4. A la demande de M. C, et par ordonnance en date du 4 janvier 2022 le président de ce tribunal a désigné comme expert le Dr D, laquelle a rendu son rapport le 9 décembre 2022.
5. Aux termes de l’article 1er de la loi n° 68-1250 visée ci-dessus : « Sont prescrites, au profit de l’Etat, des départements et des communes, sans préjudice des déchéances particulières édictées par la loi, et sous réserve des dispositions de la présente loi, toutes créances qui n’ont pas été payées dans un délai de quatre ans à partir du premier jour de l’année suivant celle au cours de laquelle les droits ont été acquis. ( ) ».
6. Sur le fondement du texte cité au point précédent, le ministre fait valoir en tout état de cause que la créance de M. C est prescrite.
7. Il rappelle que par une décision du 27 février 2019, le directeur départemental des finances publiques de la Savoie, faisant suite à une expertise du 6 décembre 2018 et à un avis de la commission de réforme, a reconnu l’inaptitude totale et définitive à toutes fonctions de M. C et l’a invité à faire valoir ses droits à la retraite pour invalidité.
8. Le ministre soutient que l’état de santé du requérant ayant été déclaré consolidé par l’expert au 6 décembre 2018, et ce point n’ayant jamais été contesté, le délai de prescription applicable aux pathologies dont souffre le requérant débute à cette date. Il en déduit que la demande préalable présentée le 5 juillet 2023 par l’intéressé a été formée au-delà du délai de prescription.
9. La détermination du point de départ de la prescription dans le litige opposant M. C à l’Etat doit être regardée comme une difficulté sérieuse.

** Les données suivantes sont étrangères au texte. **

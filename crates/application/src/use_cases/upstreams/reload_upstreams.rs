use async_trait::async_trait;
use sluice_dns_domain::DomainError;
use std::sync::Arc;
use tokio::sync::Mutex;
use tracing::{error, info, instrument};

use super::{PrepareReloadUseCase, StartWithRetry};
use crate::ports::{ProxySettings, ReloadBundle, ResolutionReloader, ResolutionServer};

/// Rebuilds the upstream state and swaps it into the live server.
///
/// Only one reload runs at a time; concurrent callers queue on the mutex.
pub struct ReloadUpstreamsUseCase {
    prepare: Arc<PrepareReloadUseCase>,
    server: Arc<dyn ResolutionServer>,
    restart: StartWithRetry,
    lock: Mutex<()>,
}

impl ReloadUpstreamsUseCase {
    pub fn new(
        prepare: Arc<PrepareReloadUseCase>,
        server: Arc<dyn ResolutionServer>,
        restart: StartWithRetry,
    ) -> Self {
        Self {
            prepare,
            server,
            restart,
            lock: Mutex::new(()),
        }
    }

    /// Builds the first state and starts serving it.
    #[instrument(skip(self, settings))]
    pub async fn initialize(&self, settings: ProxySettings) -> Result<(), DomainError> {
        let _guard = self.lock.lock().await;

        let bundle = self.prepare.execute_initial(settings).await?;
        if let Some(previous) = self.server.install(bundle) {
            release_previous(&previous);
        }

        self.restart.execute(|| self.server.start()).await
    }

    #[instrument(skip(self))]
    pub async fn execute(&self) -> Result<(), DomainError> {
        let _guard = self.lock.lock().await;

        let bundle = self.prepare.execute().await?;

        if let Err(e) = self.server.stop().await {
            let deferred = bundle.release().err().into_iter().collect();
            return Err(e.with_deferred(deferred));
        }

        if let Some(previous) = self.server.install(bundle) {
            release_previous(&previous);
        }

        self.restart.execute(|| self.server.start()).await?;

        info!("Upstream configuration reloaded");
        Ok(())
    }
}

fn release_previous(previous: &ReloadBundle) {
    if let Err(e) = previous.release() {
        error!(error = %e, "Failed to release previous upstream configuration");
    }
}

#[async_trait]
impl ResolutionReloader for ReloadUpstreamsUseCase {
    async fn reload(&self) -> Result<(), DomainError> {
        self.execute().await
    }
}
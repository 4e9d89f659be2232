pub mod dns;
pub mod repositories;
pub mod upstream_files;
use async_trait::async_trait;
use sluice_dns_domain::{
    DomainError, HttpVersion, UpstreamGroupKind, UpstreamStrategy, UpstreamTlsConfig,
};
use std::fmt;
use std::sync::Arc;
use std::time::Duration;

use super::BootstrapResolver;

/// Resolution options shared by every upstream of a group.
#[derive(Clone)]
pub struct UpstreamOptions {
    pub bootstrap: Arc<dyn BootstrapResolver>,
    pub timeout: Duration,
    pub http_versions: Vec<HttpVersion>,
    pub prefer_ipv6: bool,
    pub tls: UpstreamTlsConfig,
}

impl fmt::Debug for UpstreamOptions {
    fn fmt(&self, f: &mut fmt::Formatter<'_>) -> fmt::Result {
        f.debug_struct("UpstreamOptions")
            .field("timeout", &self.timeout)
            .field("http_versions", &self.http_versions)
            .field("prefer_ipv6", &self.prefer_ipv6)
            .finish_non_exhaustive()
    }
}

/// How one exchange spreads a query over the selected upstreams.
#[derive(Debug, Clone, Copy, PartialEq, Eq)]
pub struct ExchangeMode {
    pub strategy: UpstreamStrategy,
    /// Bound on waiting for the fastest answer under `FastestAddr`.
    pub fastest_timeout: Duration,
}

impl Default for ExchangeMode {
    fn default() -> Self {
        Self {
            strategy: UpstreamStrategy::LoadBalance,
            fastest_timeout: Duration::from_secs(1),
        }
    }
}

/// A built upstream resolver group.
///
/// A group owns the network resources it allocated (HTTP clients, TLS
/// sessions). They stay alive until `close` is called; closing twice is a
/// no-op.
#[async_trait]
pub trait UpstreamGroup: Send + Sync + fmt::Debug {
    fn kind(&self) -> UpstreamGroupKind;

    /// Configured upstream addresses, general ones first.
    fn addresses(&self) -> Vec<String>;

    fn is_empty(&self) -> bool;

    /// Forwards a wire-format query to the upstreams responsible for `domain`.
    async fn exchange(
        &self,
        domain: &str,
        query: &[u8],
        mode: ExchangeMode,
    ) -> Result<Vec<u8>, DomainError>;

    /// Releases the group's network resources.
    fn close(&self) -> Result<(), DomainError>;
}

/// Builds a group from an explicit list of upstream lines.
pub trait UpstreamGroupFactory: Send + Sync {
    fn build(
        &self,
        kind: UpstreamGroupKind,
        lines: &[String],
        options: &UpstreamOptions,
    ) -> Result<Arc<dyn UpstreamGroup>, DomainError>;
}

/// Builds a group whose upstream list comes from its own source
/// (system resolvers, fallback servers).
pub trait UpstreamGroupProvider: Send + Sync {
    fn build(&self, options: &UpstreamOptions) -> Result<Arc<dyn UpstreamGroup>, DomainError>;
}
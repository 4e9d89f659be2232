use async_trait::async_trait;
use chrono::Utc;
use futures::future::join_all;
use sluice_dns_application::ports::{
    FileFetcher, ManagedUpstreamFileRepository, UpstreamFileRefresherPort,
};
use sluice_dns_domain::{DomainError, FetchedList, ManagedUpstreamFile, RefreshOutcome};
use std::sync::Arc;
use tokio_util::sync::CancellationToken;
use tracing::{debug, error, info, instrument, warn};

use super::guard::RefreshGuard;
use super::validation::validate_list_content;
use crate::repositories::ManagedFileStore;

/// Refreshes the cached content of managed upstream files.
///
/// A pass fetches every candidate first and only commits once all fetches
/// have finished, so a connectivity failure leaves every cache untouched.
pub struct UpstreamFileRefresher {
    store: Arc<ManagedFileStore>,
    fetcher: Arc<dyn FileFetcher>,
    guard: RefreshGuard,
    cancel: CancellationToken,
}

impl UpstreamFileRefresher {
    pub fn new(store: Arc<ManagedFileStore>, fetcher: Arc<dyn FileFetcher>) -> Self {
        Self {
            store,
            fetcher,
            guard: RefreshGuard::new(),
            cancel: CancellationToken::new(),
        }
    }

    pub fn with_cancellation(mut self, token: CancellationToken) -> Self {
        self.cancel = token;
        self
    }

    pub fn is_running(&self) -> bool {
        self.guard.is_busy()
    }

    /// Runs one pass. Callers must hold the refresh permit.
    #[instrument(skip(self))]
    async fn refresh(&self, force: bool) -> RefreshOutcome {
        let snapshot = self.store.snapshot().await;
        let now = Utc::now();
        let candidates: Vec<ManagedUpstreamFile> = snapshot
            .files
            .into_iter()
            .filter(|f| f.enabled && (force || f.is_stale(snapshot.update_interval_hours, now)))
            .collect();

        if candidates.is_empty() {
            debug!("No upstream DNS files due for refresh");
            return RefreshOutcome::default();
        }

        let fetches = join_all(
            candidates
                .iter()
                .map(|file| self.fetch_validated(&file.url)),
        );

        let results = tokio::select! {
            results = fetches => results,
            _ = self.cancel.cancelled() => {
                info!("Upstream DNS file refresh cancelled");
                return RefreshOutcome {
                    updated: 0,
                    network_error: true,
                };
            }
        };

        let mut ready: Vec<(ManagedUpstreamFile, FetchedList)> = Vec::with_capacity(results.len());
        for (file, result) in candidates.into_iter().zip(results) {
            match result {
                Ok(list) => ready.push((file, list)),
                Err(e) if e.is_network() => {
                    warn!(url = %file.url, error = %e, "Network error refreshing upstream DNS files");
                    return RefreshOutcome {
                        updated: 0,
                        network_error: true,
                    };
                }
                Err(e) => {
                    warn!(id = file.id, url = %file.url, error = %e, "Skipping upstream DNS file");
                }
            }
        }

        let mut updated = 0;
        for (file, list) in ready {
            match self.store.commit_refreshed(&file, &list, Utc::now()).await {
                Ok(true) => {
                    info!(id = file.id, url = %file.url, rules = list.rules_count, "Upstream DNS file updated");
                    updated += 1;
                }
                Ok(false) => debug!(id = file.id, "Upstream DNS file unchanged"),
                Err(e) => error!(id = file.id, error = %e, "Failed to store upstream DNS file"),
            }
        }

        RefreshOutcome {
            updated,
            network_error: false,
        }
    }
}

#[async_trait]
impl UpstreamFileRefresherPort for UpstreamFileRefresher {
    async fn try_refresh(&self, force: bool) -> Option<RefreshOutcome> {
        let _permit = self.guard.try_acquire()?;
        Some(self.refresh(force).await)
    }

    async fn fetch_validated(&self, url: &str) -> Result<FetchedList, DomainError> {
        let bytes = tokio::select! {
            bytes = self.fetcher.fetch(url) => bytes?,
            _ = self.cancel.cancelled() => return Err(DomainError::Cancelled),
        };
        validate_list_content(&bytes)
    }
}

10. Ainsi, l’existence de l’obligation de l’Etat envers M. C ne présente pas, en l’état de l’instruction, un caractère non sérieusement contestable au sens de l’article R. 541-1 du code de justice administrative. Il n’y a pas lieu, par suite, de faire droit à ses conclusions tendant au versement d’une provision.
11. Enfin et par voie de conséquence, la demande relative à la prise en charge provisionnelle des frais d’expertise du Dr D ne peut qu’être rejetée.
Sur les conclusions présentées au titre de l’article L. 761-1 du code de justice administrative :
12. Il résulte des dispositions de l’article L. 761-1 du code de justice administrative, que le juge condamne la partie tenue aux dépens ou, à défaut, la partie perdante, à payer à l’autre partie la somme qu’il détermine au titre des frais exposés et non compris dans les dépens. Le juge tient compte de l’équité ou de la situation économique de la partie condamnée. Il peut, même d’office, ou pour des raisons tirées des mêmes considérations, dire qu’il n’y a pas lieu à cette condamnation.
13. Ces dispositions font obstacle aux conclusions dirigées contre l’Etat qui n’est pas, dans la présente instance, la partie perdante.
O R D O N N E :
Article 1er : La requête de M. C est rejetée.
Article 2 : La présente ordonnance sera notifiée à M. A C et au ministre de l’économie, des finances et de la souveraineté industrielle et numérique.
Fait à Grenoble, le 13 février 2024.
Le juge des référés,
F. B
La République mande et ordonne au ministre de l’économie, des finances et de la souveraineté industrielle et numérique en ce qui le concerne ou à tous commissaires de justice à ce requis en ce qui concerne les voies de droit commun contre les parties privées, de pourvoir à l’exécution de la présente décision.